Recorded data
------------------------------------------------

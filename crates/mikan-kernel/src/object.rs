//! The kernel object arena.
//!
//! Every kernel object lives in one table keyed by a stable [`ObjectId`] and carries an
//! explicit reference count. Handle tables, waiter sets, and pending-request lists hold ids
//! and own one reference each; back-references between objects (session peers, mutex holders)
//! are plain optional ids that are cleared on teardown, so a stale id is always detectable by
//! a failed lookup rather than being undefined behaviour.

use std::collections::HashMap;

use tracing::warn;

use crate::address_arbiter::AddressArbiter;
use crate::event::Event;
use crate::mutex::Mutex;
use crate::process::Process;
use crate::resource_limit::ResourceLimit;
use crate::semaphore::Semaphore;
use crate::session::{ClientPort, ClientSession, ServerPort, ServerSession};
use crate::shared_memory::SharedMemory;
use crate::thread::{Thread, ThreadStatus};
use crate::timer::Timer;
use crate::{Kernel, TimeoutKey, ERR_SESSION_CLOSED_BY_REMOTE};

/// Stable identity of a kernel object for the lifetime of the kernel.
#[derive(Debug, Clone, Copy, PartialEq, Eq, Hash, PartialOrd, Ord)]
pub struct ObjectId(pub u32);

/// Discriminant of [`ObjectData`], used for handle type checks.
#[derive(Debug, Clone, Copy, PartialEq, Eq)]
pub enum ObjectKind {
    Thread,
    Process,
    Event,
    Mutex,
    Semaphore,
    Timer,
    AddressArbiter,
    SharedMemory,
    ClientPort,
    ServerPort,
    ClientSession,
    ServerSession,
    ResourceLimit,
}

#[derive(Debug)]
pub enum ObjectData {
    Thread(Thread),
    Process(Process),
    Event(Event),
    Mutex(Mutex),
    Semaphore(Semaphore),
    Timer(Timer),
    AddressArbiter(AddressArbiter),
    SharedMemory(SharedMemory),
    ClientPort(ClientPort),
    ServerPort(ServerPort),
    ClientSession(ClientSession),
    ServerSession(ServerSession),
    ResourceLimit(ResourceLimit),
}

impl ObjectData {
    pub fn kind(&self) -> ObjectKind {
        match self {
            ObjectData::Thread(_) => ObjectKind::Thread,
            ObjectData::Process(_) => ObjectKind::Process,
            ObjectData::Event(_) => ObjectKind::Event,
            ObjectData::Mutex(_) => ObjectKind::Mutex,
            ObjectData::Semaphore(_) => ObjectKind::Semaphore,
            ObjectData::Timer(_) => ObjectKind::Timer,
            ObjectData::AddressArbiter(_) => ObjectKind::AddressArbiter,
            ObjectData::SharedMemory(_) => ObjectKind::SharedMemory,
            ObjectData::ClientPort(_) => ObjectKind::ClientPort,
            ObjectData::ServerPort(_) => ObjectKind::ServerPort,
            ObjectData::ClientSession(_) => ObjectKind::ClientSession,
            ObjectData::ServerSession(_) => ObjectKind::ServerSession,
            ObjectData::ResourceLimit(_) => ObjectKind::ResourceLimit,
        }
    }
}

#[derive(Debug)]
pub struct KernelObject {
    pub id: ObjectId,
    pub name: String,
    pub(crate) refcount: u32,
    /// Threads currently queued on this object. A set: no duplicate entries.
    pub(crate) waiting_threads: Vec<ObjectId>,
    pub data: ObjectData,
}

// Typed projections out of the arena map. These are free functions over the map field so
// callers can split-borrow `Kernel` (e.g. hold the CPU mutably at the same time). A missing
// or mistyped id is a kernel bug, not a guest-reachable condition, hence the panics.
pub(crate) fn thread_entry(objects: &HashMap<ObjectId, KernelObject>, id: ObjectId) -> &Thread {
    match &objects.get(&id).expect("stale thread id").data {
        ObjectData::Thread(thread) => thread,
        _ => panic!("object {id:?} is not a thread"),
    }
}

pub(crate) fn thread_entry_mut(
    objects: &mut HashMap<ObjectId, KernelObject>,
    id: ObjectId,
) -> &mut Thread {
    match &mut objects.get_mut(&id).expect("stale thread id").data {
        ObjectData::Thread(thread) => thread,
        _ => panic!("object {id:?} is not a thread"),
    }
}

pub(crate) fn process_entry(objects: &HashMap<ObjectId, KernelObject>, id: ObjectId) -> &Process {
    match &objects.get(&id).expect("stale process id").data {
        ObjectData::Process(process) => process,
        _ => panic!("object {id:?} is not a process"),
    }
}

pub(crate) fn process_entry_mut(
    objects: &mut HashMap<ObjectId, KernelObject>,
    id: ObjectId,
) -> &mut Process {
    match &mut objects.get_mut(&id).expect("stale process id").data {
        ObjectData::Process(process) => process,
        _ => panic!("object {id:?} is not a process"),
    }
}

impl Kernel {
    pub(crate) fn insert_object(&mut self, name: impl Into<String>, data: ObjectData) -> ObjectId {
        let id = ObjectId(self.next_object_id);
        self.next_object_id += 1;
        self.objects.insert(
            id,
            KernelObject {
                id,
                name: name.into(),
                refcount: 1,
                waiting_threads: Vec::new(),
                data,
            },
        );
        id
    }

    pub fn object(&self, id: ObjectId) -> Option<&KernelObject> {
        self.objects.get(&id)
    }

    pub(crate) fn object_mut(&mut self, id: ObjectId) -> Option<&mut KernelObject> {
        self.objects.get_mut(&id)
    }

    pub fn object_kind(&self, id: ObjectId) -> Option<ObjectKind> {
        self.objects.get(&id).map(|object| object.data.kind())
    }

    /// Takes an additional reference to `id`. Embedders use this when stashing an id outside
    /// the kernel's own tables.
    pub fn retain(&mut self, id: ObjectId) {
        let object = self.objects.get_mut(&id).expect("retain of a stale object id");
        object.refcount += 1;
    }

    /// Drops one reference; tears the object down when the last reference goes away.
    pub fn release(&mut self, id: ObjectId) {
        let object = self.objects.get_mut(&id).expect("release of a stale object id");
        assert!(object.refcount > 0, "refcount underflow on {id:?}");
        object.refcount -= 1;
        if object.refcount == 0 {
            let object = self.objects.remove(&id).expect("object vanished during release");
            self.destroy_object(object);
        }
    }

    fn destroy_object(&mut self, object: KernelObject) {
        let id = object.id;
        match object.data {
            ObjectData::ServerSession(session) => {
                // Clear the peer's back-reference first so nothing resolves us again.
                if let Some(client_id) = session.client {
                    if let Some(ObjectData::ClientSession(client)) =
                        self.objects.get_mut(&client_id).map(|o| &mut o.data)
                    {
                        client.server = None;
                    }
                }
                // Every client blocked on this session resolves with "closed by remote"
                // instead of hanging.
                let mut blocked = session.pending_requesting_threads;
                blocked.extend(session.currently_handling);
                for tid in blocked {
                    if matches!(
                        self.objects.get(&tid).map(|o| o.data.kind()),
                        Some(ObjectKind::Thread)
                    ) && thread_entry(&self.objects, tid).status == ThreadStatus::WaitIpc
                    {
                        self.set_thread_wait_result(tid, ERR_SESSION_CLOSED_BY_REMOTE);
                        self.resume_from_wait(tid);
                    }
                    self.release(tid);
                }
            }
            ObjectData::ClientSession(session) => {
                if let Some(port_id) = session.port {
                    if let Some(ObjectData::ClientPort(port)) =
                        self.objects.get_mut(&port_id).map(|o| &mut o.data)
                    {
                        port.active_sessions -= 1;
                    }
                    self.release(port_id);
                }
                // Wake server-side waiters so a pending ReplyAndReceive observes the closed
                // session rather than sleeping forever.
                if let Some(server_id) = session.server {
                    let mut wake_server = false;
                    if let Some(ObjectData::ServerSession(server)) =
                        self.objects.get_mut(&server_id).map(|o| &mut o.data)
                    {
                        server.client = None;
                        wake_server = true;
                    }
                    if wake_server {
                        self.wakeup_all_waiting_threads(server_id);
                    }
                }
            }
            ObjectData::ClientPort(port) => {
                if let Some(server_port) = port.server_port {
                    self.release(server_port);
                }
            }
            ObjectData::ServerPort(port) => {
                for session in port.pending_sessions {
                    self.release(session);
                }
            }
            ObjectData::Timer(_) => {
                self.timing.cancel(TimeoutKey::TimerFire(id));
            }
            ObjectData::Process(process) => {
                for object in process.handle_table.drain() {
                    self.release(object);
                }
                self.release(process.resource_limit);
            }
            ObjectData::SharedMemory(block) => {
                if block.owns_backing {
                    let region = self.memory.region_mut(block.backing_region);
                    for frame in block.backing {
                        region.free(frame, mikan_mem::PAGE_SIZE);
                    }
                }
            }
            ObjectData::Thread(thread) => {
                if thread.status != ThreadStatus::Dead
                    && thread.status != ThreadStatus::Dormant
                {
                    warn!(id = id.0, "live thread dropped its last reference");
                }
            }
            ObjectData::Event(_)
            | ObjectData::Mutex(_)
            | ObjectData::Semaphore(_)
            | ObjectData::AddressArbiter(_)
            | ObjectData::ResourceLimit(_) => {}
        }
    }

    pub(crate) fn thread(&self, id: ObjectId) -> &Thread {
        thread_entry(&self.objects, id)
    }

    pub(crate) fn thread_mut(&mut self, id: ObjectId) -> &mut Thread {
        thread_entry_mut(&mut self.objects, id)
    }

    pub(crate) fn process(&self, id: ObjectId) -> &Process {
        process_entry(&self.objects, id)
    }

    pub(crate) fn process_mut(&mut self, id: ObjectId) -> &mut Process {
        process_entry_mut(&mut self.objects, id)
    }

    pub(crate) fn mutex(&self, id: ObjectId) -> &Mutex {
        match &self.objects.get(&id).expect("stale mutex id").data {
            ObjectData::Mutex(mutex) => mutex,
            _ => panic!("object {id:?} is not a mutex"),
        }
    }

    pub(crate) fn mutex_mut(&mut self, id: ObjectId) -> &mut Mutex {
        match &mut self.objects.get_mut(&id).expect("stale mutex id").data {
            ObjectData::Mutex(mutex) => mutex,
            _ => panic!("object {id:?} is not a mutex"),
        }
    }
}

------------------------------------------------

Among the records above, a stretch begins at the line containing "for object in" and ends at the line containing "pub(crate) fn thread_mut(&mut". Restate that stretch word for word, and nothing else.

                for object in process.handle_table.drain() {
                    self.release(object);
                }
                self.release(process.resource_limit);
            }
            ObjectData::SharedMemory(block) => {
                if block.owns_backing {
                    let region = self.memory.region_mut(block.backing_region);
                    for frame in block.backing {
                        region.free(frame, mikan_mem::PAGE_SIZE);
                    }
                }
            }
            ObjectData::Thread(thread) => {
                if thread.status != ThreadStatus::Dead
                    && thread.status != ThreadStatus::Dormant
                {
                    warn!(id = id.0, "live thread dropped its last reference");
                }
            }
            ObjectData::Event(_)
            | ObjectData::Mutex(_)
            | ObjectData::Semaphore(_)
            | ObjectData::AddressArbiter(_)
            | ObjectData::ResourceLimit(_) => {}
        }
    }

    pub(crate) fn thread(&self, id: ObjectId) -> &Thread {
        thread_entry(&self.objects, id)
    }

    pub(crate) fn thread_mut(&mut self, id: ObjectId) -> &mut Thread {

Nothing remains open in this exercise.